Imagine ouvir isso do homem que você sempre teve como um herói, apesar de qualquer desentendimento.
As lágrimas se fizeram necessárias, me humilhou como pôde e confessou estar com tanta raiva de meu amor, que nem queria que ele aparecesse lá em casa. Minha vontade foi de sair madrugada a fora e sumir dali sem olhar para trás. Mas agora tinha que pensar em meu filho e comecei a passar mal de tão nervosa e de tanto chorar.
Quando ele já não aguentava mais olhar para mim, me mandou pro quarto se segurando para não me bater.
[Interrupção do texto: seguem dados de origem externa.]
//! Docker sandbox fields: structured parsing and per-field safety rules

use std::net::IpAddr;
use std::sync::LazyLock;

use regex::Regex;
use serde::{Deserialize, Serialize};
use tracing::debug;

use super::policy::HardeningPolicy;
use crate::error::Rejection;
use crate::exec_safety::check_path_value_with_limit;
use crate::lexical::{reject_over_length, screen_argument, screen_string};
use crate::schema::ValidationIssue;

static USER_NAME: LazyLock<Regex> =
    LazyLock::new(|| Regex::new(r"^[A-Za-z_][A-Za-z0-9_.-]*$").expect("valid user-name pattern"));

static HOSTNAME: LazyLock<Regex> = LazyLock::new(|| {
    Regex::new(r"^[A-Za-z0-9]([A-Za-z0-9-]{0,61}[A-Za-z0-9])?(\.[A-Za-z0-9]([A-Za-z0-9-]{0,61}[A-Za-z0-9])?)*$")
        .expect("valid hostname pattern")
});

/// Keyed tmpfs options: size and inode limits, root directory mode, owner
static TMPFS_KEYED_OPTION: LazyLock<Regex> = LazyLock::new(|| {
    Regex::new(r"^(?:(?:size|nr_inodes|nr_blocks)=[0-9]+[kKmMgG%]?|mode=[0-7]{3,4}|(?:uid|gid)=[0-9]+)$")
        .expect("valid tmpfs option pattern")
});

const MAX_HOSTNAME_LENGTH: usize = 253;

/// Bind mount modes accepted in `binds`; shared propagation is excluded
const BIND_MODES: &[&str] = &["ro", "rw", "z", "Z", "private", "rprivate", "slave", "rslave"];

/// Docker sandbox settings, as found under `sandbox.docker`
#[derive(Debug, Clone, Default, PartialEq, Serialize, Deserialize)]
#[serde(rename_all = "camelCase")]
pub struct SandboxDockerConfig {
    #[serde(default, skip_serializing_if = "Option::is_none")]
    pub image: Option<String>,
    #[serde(default, skip_serializing_if = "Option::is_none")]
    pub container_prefix: Option<String>,
    #[serde(default, skip_serializing_if = "Option::is_none")]
    pub workdir: Option<String>,
    #[serde(default, skip_serializing_if = "Option::is_none")]
    pub user: Option<String>,
    #[serde(default, skip_serializing_if = "Option::is_none")]
    pub network: Option<String>,
    #[serde(default, skip_serializing_if = "Option::is_none")]
    pub seccomp_profile: Option<String>,
    #[serde(default, skip_serializing_if = "Option::is_none")]
    pub apparmor_profile: Option<String>,
    #[serde(default, skip_serializing_if = "Option::is_none")]
    pub tmpfs: Option<Vec<String>>,
    #[serde(default, skip_serializing_if = "Option::is_none")]
    pub extra_hosts: Option<Vec<String>>,
    #[serde(default, skip_serializing_if = "Option::is_none")]
    pub dns: Option<Vec<String>>,
    #[serde(default, skip_serializing_if = "Option::is_none")]
    pub binds: Option<Vec<String>>,
}

impl SandboxDockerConfig {
    /// Validate every present field, reporting issues under `prefix`.
    pub fn validate(&self, policy: &HardeningPolicy, prefix: &str) -> Vec<ValidationIssue> {
        let mut issues = Vec::new();

        for (key, check) in SCALAR_FIELDS {
            if let Some(value) = self.scalar(key) {
                report(&mut issues, format!("{prefix}.{key}"), check(value, policy));
            }
        }
        for (key, check) in LIST_FIELDS {
            if let Some(entries) = self.list(key) {
                for (i, entry) in entries.iter().enumerate() {
                    report(&mut issues, format!("{prefix}.{key}.{i}"), check(entry.as_str(), policy));
                }
            }
        }

        issues
    }

    fn scalar(&self, key: &str) -> Option<&str> {
        match key {
            "image" => self.image.as_deref(),
            "containerPrefix" => self.container_prefix.as_deref(),
            "workdir" => self.workdir.as_deref(),
            "user" => self.user.as_deref(),
            "network" => self.network.as_deref(),
            "seccompProfile" => self.seccomp_profile.as_deref(),
            "apparmorProfile" => self.apparmor_profile.as_deref(),
            _ => None,
        }
    }

    fn list(&self, key: &str) -> Option<&[String]> {
        match key {
            "tmpfs" => self.tmpfs.as_deref(),
            "extraHosts" => self.extra_hosts.as_deref(),
            "dns" => self.dns.as_deref(),
            "binds" => self.binds.as_deref(),
            _ => None,
        }
    }
}

pub(crate) fn report(issues: &mut Vec<ValidationIssue>, path: String, outcome: Result<(), Rejection>) {
    if let Err(rejection) = outcome {
        debug!("Sandbox field {} rejected: {}", path, rejection);
        issues.push(ValidationIssue::new(path, &rejection));
    }
}

/// A rule applied to one string value of a docker field
pub(crate) type FieldCheck = fn(&str, &HardeningPolicy) -> Result<(), Rejection>;

/// Single-string docker fields, keyed by their config name
pub(crate) const SCALAR_FIELDS: &[(&str, FieldCheck)] = &[
    ("image", image_rule),
    ("containerPrefix", image_rule),
    ("workdir", workdir_rule),
    ("user", user_rule),
    ("network", network_rule),
    ("seccompProfile", profile_rule),
    ("apparmorProfile", profile_rule),
];

/// List-of-strings docker fields; the rule applies to each entry
pub(crate) const LIST_FIELDS: &[(&str, FieldCheck)] = &[
    ("tmpfs", tmpfs_rule),
    ("extraHosts", extra_host_rule),
    ("dns", dns_rule),
    ("binds", bind_rule),
];

fn image_rule(value: &str, _policy: &HardeningPolicy) -> Result<(), Rejection> {
    check_image_value(Some(value)).map(drop)
}

fn workdir_rule(value: &str, policy: &HardeningPolicy) -> Result<(), Rejection> {
    check_workdir_value(Some(value), policy).map(drop)
}

fn user_rule(value: &str, _policy: &HardeningPolicy) -> Result<(), Rejection> {
    check_user_value(Some(value)).map(drop)
}

fn network_rule(value: &str, _policy: &HardeningPolicy) -> Result<(), Rejection> {
    check_network_value(Some(value)).map(drop)
}

fn profile_rule(value: &str, _policy: &HardeningPolicy) -> Result<(), Rejection> {
    check_profile_value(Some(value)).map(drop)
}

fn tmpfs_rule(value: &str, policy: &HardeningPolicy) -> Result<(), Rejection> {
    check_tmpfs_entry(Some(value), policy).map(drop)
}

fn extra_host_rule(value: &str, policy: &HardeningPolicy) -> Result<(), Rejection> {
    check_extra_host(Some(value), policy).map(drop)
}

fn dns_rule(value: &str, policy: &HardeningPolicy) -> Result<(), Rejection> {
    check_dns_server(Some(value), policy).map(drop)
}

fn bind_rule(value: &str, policy: &HardeningPolicy) -> Result<(), Rejection> {
    check_bind_entry(Some(value), policy).map(drop)
}

/// Image references and other raw strings placed on the docker command line
pub fn check_image_value(value: Option<&str>) -> Result<&str, Rejection> {
    screen_string(value)
}

/// Working directory inside the container; path shape is not enforced
pub fn check_workdir_value<'a>(
    value: Option<&'a str>,
    policy: &HardeningPolicy,
) -> Result<&'a str, Rejection> {
    let trimmed = screen_string(value)?;
    reject_over_length(trimmed, policy.max_path_length)?;
    Ok(trimmed)
}

/// One side of a `user` spec
#[derive(Debug, Clone, PartialEq, Eq)]
pub enum Identity {
    Name(String),
    Id(u32),
}

impl Identity {
    fn parse(raw: &str, part: &str) -> Result<Self, Rejection> {
        if raw.is_empty() {
            return Err(Rejection::MalformedUser(format!("{part} is empty")));
        }
        if raw.bytes().all(|b| b.is_ascii_digit()) {
            return raw
                .parse()
                .map(Identity::Id)
                .map_err(|_| Rejection::MalformedUser(format!("{part} id '{raw}' is out of range")));
        }
        if USER_NAME.is_match(raw) {
            return Ok(Identity::Name(raw.to_string()));
        }
        Err(Rejection::MalformedUser(format!(
            "{part} '{raw}' is neither a name nor a numeric id"
        )))
    }

    pub fn is_root(&self) -> bool {
        match self {
            Identity::Name(name) => name.eq_ignore_ascii_case("root"),
            Identity::Id(id) => *id == 0,
        }
    }
}

/// Container user: `<identity>` or `<identity>:<group>`
#[derive(Debug, Clone, PartialEq, Eq)]
pub struct ContainerUser {
    pub identity: Identity,
    pub group: Option<Identity>,
}

impl ContainerUser {
    /// Parse the syntax only; privileged identities are accepted here.
    pub fn parse(value: &str) -> Result<Self, Rejection> {
        let trimmed = screen_argument(Some(value))?;
        let (identity, group) = match trimmed.split_once(':') {
            Some((identity, group)) => (identity, Some(group)),
            None => (trimmed, None),
        };
        Ok(Self {
            identity: Identity::parse(identity, "user")?,
            group: group.map(|g| Identity::parse(g, "group")).transpose()?,
        })
    }
}

/// Parse a `user` value and refuse root, by name or by uid 0.
/// Only the identity is checked; a root group is allowed.
pub fn check_user_value(value: Option<&str>) -> Result<ContainerUser, Rejection> {
    let raw = value.ok_or(Rejection::Empty)?;
    let user = ContainerUser::parse(raw)?;
    if user.identity.is_root() {
        return Err(Rejection::PrivilegedIdentity(raw.trim().to_string()));
    }
    Ok(user)
}

/// A tmpfs mount: `<absolute-path>[:<opt>,<opt>...]`
#[derive(Debug, Clone, PartialEq, Eq)]
pub struct TmpfsMount {
    pub path: String,
    pub options: Vec<String>,
}

impl TmpfsMount {
    pub fn parse(entry: &str) -> Result<Self, Rejection> {
        let trimmed = screen_argument(Some(entry))?;
        let (path, options) = match trimmed.split_once(':') {
            Some((path, options)) => (path, Some(options)),
            None => (trimmed, None),
        };
        if !path.starts_with('/') {
            return Err(Rejection::NonAbsolutePath(path.to_string()));
        }
        let options = match options {
            Some(options) => options
                .split(',')
                .map(|o| o.trim().to_string())
                .collect(),
            None => Vec::new(),
        };
        Ok(Self {
            path: path.to_string(),
            options,
        })
    }
}

/// Parse a tmpfs entry and check every option against the policy.
pub fn check_tmpfs_entry(
    entry: Option<&str>,
    policy: &HardeningPolicy,
) -> Result<TmpfsMount, Rejection> {
    let mount = TmpfsMount::parse(entry.ok_or(Rejection::Empty)?)?;
    reject_over_length(&mount.path, policy.max_path_length)?;
    for option in &mount.options {
        if option.is_empty() {
            return Err(Rejection::DisallowedMountOption("<empty>".to_string()));
        }
        if !policy.is_tmpfs_flag_allowed(option) && !TMPFS_KEYED_OPTION.is_match(option) {
            return Err(Rejection::DisallowedMountOption(option.clone()));
        }
    }
    Ok(mount)
}

/// A host alias: `<hostname>:<ip>`
#[derive(Debug, Clone, PartialEq, Eq)]
pub struct HostEntry {
    pub hostname: String,
    pub address: IpAddr,
}

impl HostEntry {
    /// The address is everything after the first colon, so IPv6 literals
    /// work with or without brackets.
    pub fn parse(entry: &str) -> Result<Self, Rejection> {
        let trimmed = screen_argument(Some(entry))?;
        let (hostname, address) = trimmed.split_once(':').ok_or_else(|| {
            Rejection::MalformedHostEntry("expected <hostname>:<ip>".to_string())
        })?;
        if hostname.len() > MAX_HOSTNAME_LENGTH || !HOSTNAME.is_match(hostname) {
            return Err(Rejection::MalformedHostEntry(format!(
                "'{hostname}' is not a valid hostname"
            )));
        }
        Ok(Self {
            hostname: hostname.to_string(),
            address: parse_address(address)?,
        })
    }
}

fn parse_address(raw: &str) -> Result<IpAddr, Rejection> {
    let unbracketed = raw
        .strip_prefix('[')
        .and_then(|r| r.strip_suffix(']'))
        .unwrap_or(raw);
    unbracketed
        .parse()
        .map_err(|_| Rejection::InvalidAddress(raw.to_string()))
}

/// Parse an `extraHosts` entry and refuse metadata endpoints.
///
/// Only the literal address is compared; the hostname is never resolved.
pub fn check_extra_host(
    entry: Option<&str>,
    policy: &HardeningPolicy,
) -> Result<HostEntry, Rejection> {
    let host = HostEntry::parse(entry.ok_or(Rejection::Empty)?)?;
    if policy.is_address_blocked(host.address) {
        return Err(Rejection::MetadataAddress(host.address));
    }
    Ok(host)
}

/// A `dns` entry must be a literal address off the deny-list.
pub fn check_dns_server(entry: Option<&str>, policy: &HardeningPolicy) -> Result<IpAddr, Rejection> {
    let trimmed = screen_argument(entry)?;
    let address = parse_address(trimmed)?;
    if policy.is_address_blocked(address) {
        return Err(Rejection::MetadataAddress(address));
    }
    Ok(address)
}

/// A bind mount: `<host-path>:<container-path>[:<mode>,...]`
#[derive(Debug, Clone, PartialEq, Eq)]
pub struct BindMount {
    pub source: String,
    pub target: String,
    pub modes: Vec<String>,
}

impl BindMount {
    pub fn parse(entry: &str) -> Result<Self, Rejection> {
        let trimmed = screen_argument(Some(entry))?;
        let mut parts = trimmed.splitn(3, ':');
        let source = parts.next().unwrap_or_default();
        let target = parts.next().ok_or_else(|| {
            Rejection::MalformedBind("expected <host-path>:<container-path>".to_string())
        })?;
        let modes = parts
            .next()
            .map(|m| m.split(',').map(|s| s.trim().to_string()).collect())
            .unwrap_or_default();
        Ok(Self {
            source: source.to_string(),
            target: target.to_string(),
            modes,
        })
    }
}

/// Parse a bind entry: the host side must be a safe path, the container
/// side absolute, and every mode known.
pub fn check_bind_entry(
    entry: Option<&str>,
    policy: &HardeningPolicy,
) -> Result<BindMount, Rejection> {
    let bind = BindMount::parse(entry.ok_or(Rejection::Empty)?)?;
    check_path_value_with_limit(Some(&bind.source), policy.max_path_length)?;
    if !bind.target.starts_with('/') {
        return Err(Rejection::NonAbsolutePath(bind.target.clone()));
    }
    reject_over_length(&bind.target, policy.max_path_length)?;
    if let Some(mode) = bind.modes.iter().find(|m| !BIND_MODES.contains(&m.as_str())) {
        return Err(Rejection::MalformedBind(format!("unknown mode '{mode}'")));
    }
    Ok(bind)
}

/// `network` may not join the host's or another container's namespace.
pub fn check_network_value(value: Option<&str>) -> Result<&str, Rejection> {
    let trimmed = screen_argument(value)?;
    let lower = trimmed.to_ascii_lowercase();
    if lower == "host" || lower.starts_with("container:") {
        return Err(Rejection::WeakenedIsolation(trimmed.to_string()));
    }
    Ok(trimmed)
}

/// seccomp and AppArmor profiles may not be switched off.
pub fn check_profile_value(value: Option<&str>) -> Result<&str, Rejection> {
    let trimmed = screen_argument(value)?;
    if trimmed.eq_ignore_ascii_case("unconfined") {
        return Err(Rejection::WeakenedIsolation(trimmed.to_string()));
    }
    Ok(trimmed)
}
Fui sem poder dizer uma palavra e quase desmaiando; nem senti como fui pra lá. Passei a sentir tanta dor, que achei que iria perder o bebê.
Que sensação ruin, no dia seguinte após horas de choro e preocupação com o bebê, levantei cedo, me vesti, saí sem comer e fui pedir a amor para me encontrar; tudo para meu pai não me ver ao acordar. Só retornei após seu horário de sair para o trabalho e fiquei nessa rotina por semanas sem falar com ele, ou vê-lo.
Até que passou uns dias, e ele foi voltando ao normal comigo. Normal entre aspas, mas com certeza bem melhor do que no início.